Kate holds BA and MSc degrees from LSE in Human Geography and Urban Studies.
Her PhD research is interested in African urbanism, looking more specifically at the urbanisation of sand – or the ways in which sand, mixed with cement and water, becomes the building blocks of the city. Her fieldwork was conducted in Accra, Ghana, a growing city on the West African coast. Over the course of fourteen months, she used a variety of ethnographic methods, including moving with sand truck drivers across the city and stationing herself at sand mines at the edges of Accra. This research was accompanied with a broad set of interviews with city inhabitants, traditional authority and both local and central government officials.

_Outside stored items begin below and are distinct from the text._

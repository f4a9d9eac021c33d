#![forbid(unsafe_code)]

use pb_api::dispatch;
use pb_storage::SqliteStore;
use serde_json::{Value, json};
use std::path::PathBuf;

fn temp_dir(test_name: &str) -> PathBuf {
    let base = std::env::temp_dir();
    let pid = std::process::id();
    let nonce = std::time::SystemTime::now()
        .duration_since(std::time::UNIX_EPOCH)
        .unwrap_or_default()
        .as_nanos();
    let dir = base.join(format!("pb_api_{test_name}_{pid}_{nonce}"));
    std::fs::create_dir_all(&dir).expect("create temp dir");
    dir
}

fn open_store(test_name: &str) -> SqliteStore {
    SqliteStore::open(temp_dir(test_name)).expect("open store")
}

fn call(store: &mut SqliteStore, name: &str, args: Value) -> Value {
    dispatch(store, name, args).expect("known op")
}

fn create_card(store: &mut SqliteStore, stage: &str) -> String {
    let response = call(
        store,
        "card_create",
        json!({
            "pipeline_id": "default",
            "entity_kind": "contact",
            "entity_id": "contact-1",
            "stage": stage,
            "stage_color": "#2d9cdb",
        }),
    );
    assert_eq!(response["ok"], true, "create failed: {response}");
    response["payload"]["id"]
        .as_str()
        .expect("card id")
        .to_string()
}

#[test]
fn every_catalogued_op_dispatches() {
    let mut store = open_store("catalogued");
    for name in pb_api::op_names() {
        let response = dispatch(&mut store, name, json!({}));
        assert!(response.is_some(), "op {name} is not dispatched");
    }
}

#[test]
fn unknown_op_is_not_dispatched() {
    let mut store = open_store("unknown_op");
    assert!(dispatch(&mut store, "card_teleport", json!({})).is_none());
}

#[test]
fn create_and_move_through_the_dispatch_table() {
    let mut store = open_store("create_and_move");
    let a = create_card(&mut store, "new");
    let b = create_card(&mut store, "new");

    let response = call(
        &mut store,
        "card_move",
        json!({
            "pipeline_id": "default",
            "card_id": b,
            "target_stage": "new",
            "target_position": 0,
        }),
    );
    assert_eq!(response["ok"], true, "move failed: {response}");
    assert_eq!(response["payload"]["position"], 0);

    let board = call(&mut store, "board_fetch", json!({ "pipeline_id": "default" }));
    assert_eq!(board["ok"], true);
    let columns = board["payload"]["columns"].as_array().expect("columns");
    assert_eq!(columns.len(), 1);
    let ids: Vec<&str> = columns[0]["cards"]
        .as_array()
        .expect("cards")
        .iter()
        .map(|card| card["id"].as_str().expect("id"))
        .collect();
    assert_eq!(ids, vec![b.as_str(), a.as_str()]);
}

#[test]
fn card_payload_carries_formatted_timestamps() {
    let mut store = open_store("timestamps");
    let id = create_card(&mut store, "new");
    let response = call(
        &mut store,
        "card_get",
        json!({ "pipeline_id": "default", "card_id": id }),
    );
    let created_at = response["payload"]["created_at"].as_str().expect("created_at");
    assert!(created_at.contains('T'), "not RFC 3339: {created_at}");
    assert!(response["payload"]["created_at_ms"].is_i64());
}

#[test]
fn validation_errors_surface_with_typed_codes() {
    let mut store = open_store("validation_codes");

    let response = call(&mut store, "card_create", json!({ "pipeline_id": "default" }));
    assert_eq!(response["ok"], false);
    assert_eq!(response["error"]["code"], "validation_error");

    let id = create_card(&mut store, "new");
    let response = call(
        &mut store,
        "card_move",
        json!({
            "pipeline_id": "default",
            "card_id": id,
            "target_stage": "new",
            "target_position": "top",
        }),
    );
    assert_eq!(response["error"]["code"], "invalid_position");

    let response = call(
        &mut store,
        "card_move",
        json!({
            "pipeline_id": "default",
            "card_id": "card_999999",
            "target_stage": "new",
            "target_position": 0,
        }),
    );
    assert_eq!(response["error"]["code"], "not_found");
}

#[test]
fn cross_pipeline_reference_maps_to_invalid_reference() {
    let mut store = open_store("invalid_reference");
    let id = create_card(&mut store, "new");
    let response = call(
        &mut store,
        "card_move",
        json!({
            "pipeline_id": "someone-elses",
            "card_id": id,
            "target_stage": "new",
            "target_position": 0,
        }),
    );
    assert_eq!(response["ok"], false);
    assert_eq!(response["error"]["code"], "invalid_reference");
}

#[test]
fn stage_rename_updates_cards_and_display_order() {
    let mut store = open_store("stage_rename");
    call(
        &mut store,
        "stage_create",
        json!({ "pipeline_id": "default", "label": "leads", "color": "#2d9cdb" }),
    );
    create_card(&mut store, "leads");
    create_card(&mut store, "leads");

    let response = call(
        &mut store,
        "stage_rename",
        json!({
            "pipeline_id": "default",
            "old_label": "leads",
            "new_label": "qualified",
            "color": "#9b51e0",
        }),
    );
    assert_eq!(response["ok"], true, "rename failed: {response}");
    assert_eq!(response["payload"]["renamed_cards"], 2);

    let listing = call(&mut store, "stage_list", json!({ "pipeline_id": "default" }));
    let stages = listing["payload"]["stages"].as_array().expect("stages");
    assert_eq!(stages.len(), 1);
    assert_eq!(stages[0]["label"], "qualified");

    let board = call(&mut store, "board_fetch", json!({ "pipeline_id": "default" }));
    let labels: Vec<&str> = board["payload"]["columns"]
        .as_array()
        .expect("columns")
        .iter()
        .map(|column| column["label"].as_str().expect("label"))
        .collect();
    assert_eq!(labels, vec!["qualified"]);
}

#[test]
fn stage_delete_guard_maps_to_stage_not_empty() {
    let mut store = open_store("stage_delete_guard");
    call(
        &mut store,
        "stage_create",
        json!({ "pipeline_id": "default", "label": "review", "color": "#f2c94c" }),
    );
    let id = create_card(&mut store, "review");

    let response = call(
        &mut store,
        "stage_delete",
        json!({ "pipeline_id": "default", "label": "review" }),
    );
    assert_eq!(response["error"]["code"], "stage_not_empty");

    call(
        &mut store,
        "card_delete",
        json!({ "pipeline_id": "default", "card_id": id }),
    );
    let response = call(
        &mut store,
        "stage_delete",
        json!({ "pipeline_id": "default", "label": "review" }),
    );
    assert_eq!(response["ok"], true, "delete failed: {response}");
}

#[test]
fn display_order_drives_board_columns() {
    let mut store = open_store("display_order");
    create_card(&mut store, "new");
    create_card(&mut store, "won");

    call(
        &mut store,
        "stage_order_set",
        json!({ "pipeline_id": "default", "ordered_labels": ["won", "new", "archive"] }),
    );

    let board = call(&mut store, "board_fetch", json!({ "pipeline_id": "default" }));
    let columns = board["payload"]["columns"].as_array().expect("columns");
    let labels: Vec<&str> = columns
        .iter()
        .map(|column| column["label"].as_str().expect("label"))
        .collect();
    assert_eq!(labels, vec!["won", "new", "archive"]);
    assert_eq!(columns[2]["card_count"], 0);
}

Her research unpicks the socio-natural production of the city, detailing the colonial histories that continue to shape the ways in which sand turns to city and the intersection of sand with the daily lives of Accra’s inhabitants.
Kate is a keen photographer and hosted her first solo exhibition at the Hoxton Basement in July 2019 entitled ‘Shifting Sands: Anxious Landscapes in Urban Worlds.’ This multimedia installation presented images from her fieldwork in Accra, including her work at the sand ‘pits’ and her documentation of inhabitants’ experiences in the shifting contours of the city. She is also co-founder of Gold Host, a growing platform for the representation and collaboration of artistic expression.
Kate has taught as a GTA on a number of courses in the Geography and Environment Department, including GY100, GY206, GY309 and GY246.
Provisional PhD Title: ‘Shifting Sands: The ante-lives of urban form in Accra, Ghana’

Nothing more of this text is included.